One of the hardest things a manager has to do is fire someone. Thankfully, as a manager, I had to fire someone only once. I fired an employee nearly 20 years ago and I still talk about it….

Bill McFadden

Paramount questions that a younger worker, a few years into their career should ask are, do I want to become a manager and if so why? If the why answer is either because one feels it is expected of them or a desire for prestige and a larger paycheck, one needs to take a long internal look at one’s self. Personally I decided that I didn’t want to become a manager. I will be retiring in a few months as a non-managerial GS-14 with both my physical and mental health. I never regretted my choice not to become a manager.

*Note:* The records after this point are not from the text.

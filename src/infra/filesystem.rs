//! Filesystem operations
//!
//! Handles file and directory operations.

use std::fs::{File, OpenOptions};
use std::path::Path;

use walkdir::WalkDir;

use crate::error::FilesystemError;

/// Create a directory and all parent directories
pub fn create_dir_all(path: &Path) -> Result<(), FilesystemError> {
    std::fs::create_dir_all(path).map_err(|e| FilesystemError::CreateDir {
        path: path.to_path_buf(),
        error: e.to_string(),
    })
}

/// Remove a directory and all its contents
pub fn remove_dir_all(path: &Path) -> Result<(), FilesystemError> {
    if path.exists() {
        std::fs::remove_dir_all(path).map_err(|e| FilesystemError::RemoveDir {
            path: path.to_path_buf(),
            error: e.to_string(),
        })?;
    }
    Ok(())
}

/// Remove a single file
pub fn remove_file(path: &Path) -> Result<(), FilesystemError> {
    std::fs::remove_file(path).map_err(|e| FilesystemError::RemoveFile {
        path: path.to_path_buf(),
        error: e.to_string(),
    })
}

/// Write bytes to a file, creating parent directories
pub fn write_bytes(path: &Path, content: &[u8]) -> Result<(), FilesystemError> {
    if let Some(parent) = path.parent() {
        create_dir_all(parent)?;
    }
    std::fs::write(path, content).map_err(|e| {
        let _ = std::fs::remove_file(path);
        FilesystemError::WriteFile {
            path: path.to_path_buf(),
            error: e.to_string(),
        }
    })
}

/// Copy a single file, overwriting the destination
pub fn copy_file(from: &Path, to: &Path) -> Result<(), FilesystemError> {
    std::fs::copy(from, to)
        .map(|_| ())
        .map_err(|e| FilesystemError::Copy {
            from: from.to_path_buf(),
            to: to.to_path_buf(),
            error: e.to_string(),
        })
}

/// Copy a file and fsync the copy
///
/// Mass-storage bootloaders act on a file as soon as it is complete, so the
/// data has to reach the device before returning.
pub fn copy_file_synced(from: &Path, to: &Path) -> Result<(), FilesystemError> {
    let content = std::fs::read(from).map_err(|e| FilesystemError::ReadFile {
        path: from.to_path_buf(),
        error: e.to_string(),
    })?;
    std::fs::write(to, &content).map_err(|e| FilesystemError::WriteFile {
        path: to.to_path_buf(),
        error: e.to_string(),
    })?;
    flush(to)
}

/// Recursively copy a directory tree into `to` (created if missing)
pub fn copy_dir_recursive(from: &Path, to: &Path) -> Result<u64, FilesystemError> {
    let mut copied = 0;

    for entry in WalkDir::new(from).follow_links(true) {
        let entry = entry.map_err(|e| FilesystemError::ReadFile {
            path: e.path().unwrap_or(from).to_path_buf(),
            error: e.to_string(),
        })?;
        let rel = entry
            .path()
            .strip_prefix(from)
            .map_err(|e| FilesystemError::ReadFile {
                path: entry.path().to_path_buf(),
                error: e.to_string(),
            })?;
        let target = to.join(rel);

        if entry.file_type().is_dir() {
            create_dir_all(&target)?;
        } else {
            copy_file(entry.path(), &target)?;
            copied += 1;
        }
    }

    Ok(copied)
}

/// Flush a file, or every file below a directory, to disk
pub fn flush(path: &Path) -> Result<(), FilesystemError> {
    if !path.is_dir() {
        return sync_file(path);
    }

    for entry in WalkDir::new(path) {
        let entry = entry.map_err(|e| FilesystemError::Flush {
            path: e.path().unwrap_or(path).to_path_buf(),
            error: e.to_string(),
        })?;
        if entry.file_type().is_file() {
            sync_file(entry.path())?;
        }
    }

    // Directories cannot be opened or fsynced on every platform
    if let Err(e) = File::open(path).and_then(|dir| dir.sync_all()) {
        tracing::debug!("Directory fsync unsupported for {}: {e}", path.display());
    }
    Ok(())
}

fn sync_file(path: &Path) -> Result<(), FilesystemError> {
    let flush_err = |e: std::io::Error| FilesystemError::Flush {
        path: path.to_path_buf(),
        error: e.to_string(),
    };
    // Windows only flushes handles opened for writing
    let file = OpenOptions::new()
        .write(true)
        .open(path)
        .or_else(|_| File::open(path))
        .map_err(flush_err)?;
    file.sync_all().map_err(flush_err)
}

/// Remove Python bytecode caches below `root`
///
/// Returns the number of entries removed.
pub fn clean_pycache(root: &Path) -> Result<usize, FilesystemError> {
    let mut removed = 0;

    if !root.is_dir() {
        return Ok(removed);
    }

    let stale: Vec<_> = WalkDir::new(root)
        .into_iter()
        .filter_map(Result::ok)
        .filter(|entry| {
            let name = entry.file_name().to_string_lossy();
            if entry.file_type().is_dir() {
                name == "__pycache__"
            } else {
                name.ends_with(".pyc") || name.ends_with(".pyo")
            }
        })
        .map(walkdir::DirEntry::into_path)
        .collect();

    for path in stale {
        // A cache directory may already be gone with its parent
        if !path.exists() {
            continue;
        }
        if path.is_dir() {
            remove_dir_all(&path)?;
        } else {
            remove_file(&path)?;
        }
        removed += 1;
    }

    Ok(removed)
}

#[cfg(test)]
mod tests {
    use super::*;
    use tempfile::TempDir;

    #[test]
    fn test_copy_dir_recursive_copies_nested_files() {
        let temp = TempDir::new().unwrap();
        let src = temp.path().join("src");
        std::fs::create_dir_all(src.join("a/b")).unwrap();
        std::fs::write(src.join("top.py"), "top").unwrap();
        std::fs::write(src.join("a/b/deep.py"), "deep").unwrap();

        let dst = temp.path().join("dst");
        let copied = copy_dir_recursive(&src, &dst).unwrap();

        assert_eq!(copied, 2);
        assert_eq!(std::fs::read_to_string(dst.join("top.py")).unwrap(), "top");
        assert_eq!(std::fs::read_to_string(dst.join("a/b/deep.py")).unwrap(), "deep");
    }

    #[test]
    fn test_write_bytes_creates_parents() {
        let temp = TempDir::new().unwrap();
        let path = temp.path().join("lib/nested/module.mpy");

        write_bytes(&path, b"\x4d\x05").unwrap();

        assert_eq!(std::fs::read(&path).unwrap(), b"\x4d\x05");
    }

    #[test]
    fn test_copy_file_synced() {
        let temp = TempDir::new().unwrap();
        let from = temp.path().join("firmware.uf2");
        let to = temp.path().join("NEW.uf2");
        std::fs::write(&from, b"UF2\n").unwrap();

        copy_file_synced(&from, &to).unwrap();

        assert_eq!(std::fs::read(&to).unwrap(), b"UF2\n");
    }

    #[test]
    fn test_copy_file_missing_source() {
        let temp = TempDir::new().unwrap();
        let result = copy_file(&temp.path().join("nope"), &temp.path().join("out"));
        assert!(matches!(result, Err(FilesystemError::Copy { .. })));
    }

    #[test]
    fn test_clean_pycache() {
        let temp = TempDir::new().unwrap();
        let root = temp.path();
        std::fs::create_dir_all(root.join("pkg/__pycache__")).unwrap();
        std::fs::write(root.join("pkg/__pycache__/mod.cpython-38.pyc"), "x").unwrap();
        std::fs::write(root.join("pkg/stale.pyc"), "x").unwrap();
        std::fs::write(root.join("pkg/mod.py"), "x").unwrap();

        let removed = clean_pycache(root).unwrap();

        assert!(removed >= 2);
        assert!(!root.join("pkg/__pycache__").exists());
        assert!(!root.join("pkg/stale.pyc").exists());
        assert!(root.join("pkg/mod.py").exists());
    }

    #[test]
    fn test_remove_dir_all_missing_is_ok() {
        let temp = TempDir::new().unwrap();
        assert!(remove_dir_all(&temp.path().join("absent")).is_ok());
    }

    #[test]
    fn test_flush_directory_syncs_nested_files() {
        let temp = TempDir::new().unwrap();
        std::fs::create_dir_all(temp.path().join("lib/pkg")).unwrap();
        std::fs::write(temp.path().join("code.py"), "x").unwrap();
        std::fs::write(temp.path().join("lib/pkg/mod.py"), "x").unwrap();

        assert!(flush(temp.path()).is_ok());
        assert!(flush(&temp.path().join("code.py")).is_ok());
    }

    #[test]
    fn test_flush_missing_path_fails() {
        let temp = TempDir::new().unwrap();
        let result = flush(&temp.path().join("unplugged"));
        assert!(matches!(result, Err(FilesystemError::Flush { .. })));
    }
}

I am in agreement with you, being a managers is not the only way to get a large paycheck. I myself decided that i don’t want to manage anyone. I have been a supervisor for many years once before when in the hotel business. I have learned my enough of managing people, and it was not easy.
What they pay you now as a GS-14 is not enough to manage people if you ask me.

Harrol R. Alexander

I thank the hardest thing for a manager to do is not to fire someone but to lesson.Sometimes
people bring their baggage to work with them and do not take their work home with them.Not in the new Army but the old there was a saying know your troops take care of them and they will take care of you.So sometimes it helps others to see there on job statement.